Each line of the data below from the one holding "fn default() ->" to the one holding "pub fn subscribe(&self)", inclusive, is to be reproduced exactly; no other line belongs in the answer.

■ ■ ■ ■

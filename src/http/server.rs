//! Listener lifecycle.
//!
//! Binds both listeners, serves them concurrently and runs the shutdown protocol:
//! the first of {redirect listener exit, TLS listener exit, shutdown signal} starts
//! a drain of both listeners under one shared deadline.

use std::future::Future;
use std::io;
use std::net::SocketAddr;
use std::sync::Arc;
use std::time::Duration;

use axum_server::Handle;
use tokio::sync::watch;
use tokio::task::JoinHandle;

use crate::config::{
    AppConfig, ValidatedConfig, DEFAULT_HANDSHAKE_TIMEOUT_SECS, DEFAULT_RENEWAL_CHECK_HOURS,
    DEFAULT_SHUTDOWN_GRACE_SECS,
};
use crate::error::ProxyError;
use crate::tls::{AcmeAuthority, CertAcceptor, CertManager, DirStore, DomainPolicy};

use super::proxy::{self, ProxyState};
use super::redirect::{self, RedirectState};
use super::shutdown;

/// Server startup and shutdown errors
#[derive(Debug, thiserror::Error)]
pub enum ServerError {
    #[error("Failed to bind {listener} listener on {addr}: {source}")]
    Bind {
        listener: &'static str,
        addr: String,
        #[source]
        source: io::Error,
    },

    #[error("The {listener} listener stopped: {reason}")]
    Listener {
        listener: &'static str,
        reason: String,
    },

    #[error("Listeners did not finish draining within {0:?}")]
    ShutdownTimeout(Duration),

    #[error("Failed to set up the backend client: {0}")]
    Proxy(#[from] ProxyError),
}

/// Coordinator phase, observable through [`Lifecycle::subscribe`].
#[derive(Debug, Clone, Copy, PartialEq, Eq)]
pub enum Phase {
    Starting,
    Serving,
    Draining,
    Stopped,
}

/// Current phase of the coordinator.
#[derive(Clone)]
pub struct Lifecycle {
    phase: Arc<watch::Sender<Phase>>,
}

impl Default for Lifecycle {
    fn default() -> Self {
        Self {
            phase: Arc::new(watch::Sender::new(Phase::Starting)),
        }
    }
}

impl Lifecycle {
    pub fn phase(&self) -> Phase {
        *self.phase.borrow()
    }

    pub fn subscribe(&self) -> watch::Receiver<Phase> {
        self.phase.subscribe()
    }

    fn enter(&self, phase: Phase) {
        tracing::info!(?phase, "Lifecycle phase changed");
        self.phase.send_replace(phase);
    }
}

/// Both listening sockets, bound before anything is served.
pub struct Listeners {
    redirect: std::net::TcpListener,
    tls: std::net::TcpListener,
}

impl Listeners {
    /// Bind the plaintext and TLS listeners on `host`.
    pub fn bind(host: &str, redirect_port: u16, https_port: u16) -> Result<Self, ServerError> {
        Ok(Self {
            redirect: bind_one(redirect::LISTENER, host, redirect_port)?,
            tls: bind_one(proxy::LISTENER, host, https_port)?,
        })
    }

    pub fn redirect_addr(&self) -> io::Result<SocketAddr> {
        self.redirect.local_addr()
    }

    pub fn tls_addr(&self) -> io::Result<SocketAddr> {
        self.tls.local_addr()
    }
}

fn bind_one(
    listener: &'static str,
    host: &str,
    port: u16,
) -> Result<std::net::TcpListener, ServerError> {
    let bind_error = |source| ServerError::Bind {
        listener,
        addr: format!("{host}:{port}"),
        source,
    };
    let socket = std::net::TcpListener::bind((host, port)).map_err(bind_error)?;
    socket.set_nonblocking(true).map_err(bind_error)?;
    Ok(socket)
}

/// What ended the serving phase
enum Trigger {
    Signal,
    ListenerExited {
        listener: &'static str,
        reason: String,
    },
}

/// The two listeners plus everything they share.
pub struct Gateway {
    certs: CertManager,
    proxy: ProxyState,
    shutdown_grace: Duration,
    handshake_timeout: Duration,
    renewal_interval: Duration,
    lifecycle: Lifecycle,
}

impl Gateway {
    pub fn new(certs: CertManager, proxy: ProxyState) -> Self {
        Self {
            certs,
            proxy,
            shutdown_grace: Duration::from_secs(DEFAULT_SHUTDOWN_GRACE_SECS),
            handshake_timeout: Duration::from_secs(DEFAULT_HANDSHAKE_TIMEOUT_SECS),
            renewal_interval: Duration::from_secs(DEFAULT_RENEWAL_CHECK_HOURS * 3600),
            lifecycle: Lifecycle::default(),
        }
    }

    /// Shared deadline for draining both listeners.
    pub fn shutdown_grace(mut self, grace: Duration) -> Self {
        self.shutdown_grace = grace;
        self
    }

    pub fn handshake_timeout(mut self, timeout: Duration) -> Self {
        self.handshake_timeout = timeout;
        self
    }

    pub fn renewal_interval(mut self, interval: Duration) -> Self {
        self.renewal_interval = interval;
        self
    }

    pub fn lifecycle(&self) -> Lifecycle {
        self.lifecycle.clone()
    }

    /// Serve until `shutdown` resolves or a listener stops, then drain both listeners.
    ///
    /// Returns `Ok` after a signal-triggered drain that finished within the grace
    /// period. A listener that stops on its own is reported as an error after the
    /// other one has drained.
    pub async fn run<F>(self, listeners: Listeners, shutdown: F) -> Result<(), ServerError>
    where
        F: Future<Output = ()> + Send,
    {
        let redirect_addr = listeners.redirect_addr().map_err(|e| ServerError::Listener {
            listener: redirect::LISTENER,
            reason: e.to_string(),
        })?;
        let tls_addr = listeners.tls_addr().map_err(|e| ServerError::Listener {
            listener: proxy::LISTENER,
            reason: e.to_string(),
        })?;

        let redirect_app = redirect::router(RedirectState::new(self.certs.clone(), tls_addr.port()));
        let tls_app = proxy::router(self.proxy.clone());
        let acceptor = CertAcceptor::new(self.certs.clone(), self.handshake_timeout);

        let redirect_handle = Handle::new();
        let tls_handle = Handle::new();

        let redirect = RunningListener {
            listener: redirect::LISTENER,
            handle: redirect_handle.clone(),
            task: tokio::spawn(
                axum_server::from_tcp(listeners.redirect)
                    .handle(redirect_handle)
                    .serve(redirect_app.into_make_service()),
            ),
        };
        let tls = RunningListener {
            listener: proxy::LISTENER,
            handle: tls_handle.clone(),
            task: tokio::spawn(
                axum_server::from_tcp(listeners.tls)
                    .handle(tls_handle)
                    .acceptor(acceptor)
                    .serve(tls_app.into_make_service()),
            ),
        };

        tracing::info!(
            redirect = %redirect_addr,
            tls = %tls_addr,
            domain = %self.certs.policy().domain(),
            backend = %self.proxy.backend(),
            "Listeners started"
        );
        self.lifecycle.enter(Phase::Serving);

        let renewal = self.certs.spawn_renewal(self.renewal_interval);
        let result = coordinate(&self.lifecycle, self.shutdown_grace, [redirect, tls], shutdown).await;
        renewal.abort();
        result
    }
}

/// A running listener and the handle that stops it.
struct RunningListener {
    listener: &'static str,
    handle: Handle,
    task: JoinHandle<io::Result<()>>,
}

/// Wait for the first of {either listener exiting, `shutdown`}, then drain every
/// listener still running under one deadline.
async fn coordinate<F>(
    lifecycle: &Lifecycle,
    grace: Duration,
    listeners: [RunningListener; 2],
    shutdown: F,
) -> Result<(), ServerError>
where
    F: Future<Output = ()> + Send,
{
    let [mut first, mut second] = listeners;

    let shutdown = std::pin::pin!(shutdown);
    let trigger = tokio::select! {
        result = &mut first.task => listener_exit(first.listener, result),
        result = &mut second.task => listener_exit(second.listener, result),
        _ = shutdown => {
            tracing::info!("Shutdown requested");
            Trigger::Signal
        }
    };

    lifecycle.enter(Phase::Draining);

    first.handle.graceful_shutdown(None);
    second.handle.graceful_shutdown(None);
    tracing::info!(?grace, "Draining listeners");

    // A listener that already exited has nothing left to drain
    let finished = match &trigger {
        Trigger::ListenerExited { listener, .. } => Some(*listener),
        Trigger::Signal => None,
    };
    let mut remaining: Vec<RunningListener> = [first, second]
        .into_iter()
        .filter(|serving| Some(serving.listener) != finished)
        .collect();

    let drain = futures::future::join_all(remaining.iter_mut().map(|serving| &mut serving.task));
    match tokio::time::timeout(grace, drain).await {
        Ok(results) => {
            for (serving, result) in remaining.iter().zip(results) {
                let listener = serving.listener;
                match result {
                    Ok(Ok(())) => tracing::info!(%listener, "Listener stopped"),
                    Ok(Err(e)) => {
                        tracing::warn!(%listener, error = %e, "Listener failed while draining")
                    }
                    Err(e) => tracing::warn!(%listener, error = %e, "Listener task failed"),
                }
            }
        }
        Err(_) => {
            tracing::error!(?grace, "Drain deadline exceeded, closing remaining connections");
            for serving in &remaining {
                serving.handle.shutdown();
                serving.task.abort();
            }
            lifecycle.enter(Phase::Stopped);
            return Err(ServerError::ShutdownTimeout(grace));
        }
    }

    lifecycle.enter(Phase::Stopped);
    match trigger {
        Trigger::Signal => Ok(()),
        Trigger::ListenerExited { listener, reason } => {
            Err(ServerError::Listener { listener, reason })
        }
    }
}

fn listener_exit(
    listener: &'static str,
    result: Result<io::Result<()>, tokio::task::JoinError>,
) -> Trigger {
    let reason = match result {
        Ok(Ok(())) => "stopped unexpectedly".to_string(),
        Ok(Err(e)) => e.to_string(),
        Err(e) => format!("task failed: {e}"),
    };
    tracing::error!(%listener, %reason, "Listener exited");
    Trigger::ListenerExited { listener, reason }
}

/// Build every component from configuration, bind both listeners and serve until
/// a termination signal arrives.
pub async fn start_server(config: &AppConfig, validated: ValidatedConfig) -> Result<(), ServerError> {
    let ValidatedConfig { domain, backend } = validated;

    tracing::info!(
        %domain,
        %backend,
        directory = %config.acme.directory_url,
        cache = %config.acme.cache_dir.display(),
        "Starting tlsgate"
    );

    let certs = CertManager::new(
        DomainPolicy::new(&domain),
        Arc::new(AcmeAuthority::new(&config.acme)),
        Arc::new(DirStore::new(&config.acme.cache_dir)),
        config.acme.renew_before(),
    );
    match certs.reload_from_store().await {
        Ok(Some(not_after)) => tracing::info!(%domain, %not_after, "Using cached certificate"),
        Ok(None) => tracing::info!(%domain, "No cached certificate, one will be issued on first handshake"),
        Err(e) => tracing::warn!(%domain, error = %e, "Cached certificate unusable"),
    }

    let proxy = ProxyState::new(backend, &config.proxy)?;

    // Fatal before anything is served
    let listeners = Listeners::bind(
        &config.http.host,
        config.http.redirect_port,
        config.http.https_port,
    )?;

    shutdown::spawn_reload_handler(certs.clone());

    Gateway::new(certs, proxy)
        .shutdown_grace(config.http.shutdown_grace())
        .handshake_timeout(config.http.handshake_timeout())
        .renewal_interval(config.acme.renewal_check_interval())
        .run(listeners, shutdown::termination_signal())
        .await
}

■ ■ ■ ■

- **YOUR SOLUTION**
    fn default() -> Self {
        Self {
            phase: Arc::new(watch::Sender::new(Phase::Starting)),
        }
    }
}

impl Lifecycle {
    pub fn phase(&self) -> Phase {
        *self.phase.borrow()
    }

    pub fn subscribe(&self) -> watch::Receiver<Phase> {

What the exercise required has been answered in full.